It tells the story of an un-named knight in the service of the Duke
of Burgundy who is the lover of the Châtelaine of Vergy (the wife of a
châtelain and niece to the Duke). The Châtelaine, has accepted this
knight's love on one condition: that he must keep their relationship
secret from everyone, and he is able to visit his mistress when, by
their pre-arranged signal, she walks her dog alone in her garden.
When the Duchess of Burgundy falls in love with the knight, he is
forced to spurn her advances.
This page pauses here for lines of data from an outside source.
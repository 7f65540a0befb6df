use std::collections::hash_map::Entry;
use std::collections::HashMap;
use std::fs;

use bytes::Bytes;
use engine_logging::{engine_debug, engine_warn};
use resale_core::{ImageFile, ImageId};

use crate::form::guess_mime;
use crate::{FailureKind, FetchError};

/// In-memory preview of a selected image.
#[derive(Debug, Clone, PartialEq, Eq)]
pub struct Preview {
    pub bytes: Bytes,
    pub mime: &'static str,
}

/// Owns one preview per image id and releases each exactly once.
#[derive(Debug, Default)]
pub struct PreviewRegistry {
    previews: HashMap<ImageId, Preview>,
}

impl PreviewRegistry {
    pub fn new() -> Self {
        Self::default()
    }

    /// Loads the preview unless one is already cached for this id.
    pub fn acquire(&mut self, image: &ImageFile) -> Result<&Preview, FetchError> {
        match self.previews.entry(image.id) {
            Entry::Occupied(entry) => Ok(entry.into_mut()),
            Entry::Vacant(entry) => {
                let bytes = fs::read(&image.path).map_err(|err| {
                    FetchError::new(
                        FailureKind::Io,
                        format!("failed to read {}: {err}", image.path.display()),
                    )
                })?;
                engine_debug!("Preview acquired image_id={} bytes={}", image.id, bytes.len());
                Ok(entry.insert(Preview {
                    bytes: Bytes::from(bytes),
                    mime: guess_mime(&image.path),
                }))
            }
        }
    }

    pub fn get(&self, image_id: ImageId) -> Option<&Preview> {
        self.previews.get(&image_id)
    }

    /// Returns `false` when nothing was held for `image_id`.
    pub fn release(&mut self, image_id: ImageId) -> bool {
        if self.previews.remove(&image_id).is_some() {
            engine_debug!("Preview released image_id={}", image_id);
            true
        } else {
            engine_warn!("Preview release for unknown image_id={}", image_id);
            false
        }
    }

    pub fn len(&self) -> usize {
        self.previews.len()
    }

    pub fn is_empty(&self) -> bool {
        self.previews.is_empty()
    }
}

impl Drop for PreviewRegistry {
    fn drop(&mut self) {
        if !self.previews.is_empty() {
            engine_warn!(
                "Releasing {} previews that were never released",
                self.previews.len()
            );
        }
    }
}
In her anger, the duchess then tells her
husband that the knight is unfaithful and has tried to seduce her, and
the Duke accuses the knight of treachery.
To save his honour, and to avoid being exiled (and thus forced to
distance himself from his mistress), the knight (once the lord has
promised to keep his secret) reveals to his lord where his heart truly
lies, thus violating his promise to his mistress.
The Duke reveals the truth of the knight's love to his wife, and, at
the feast of Pentecoste, the Duchess makes a cruel inside joke to the
Châtelaine about her lover and her "well-trained dog".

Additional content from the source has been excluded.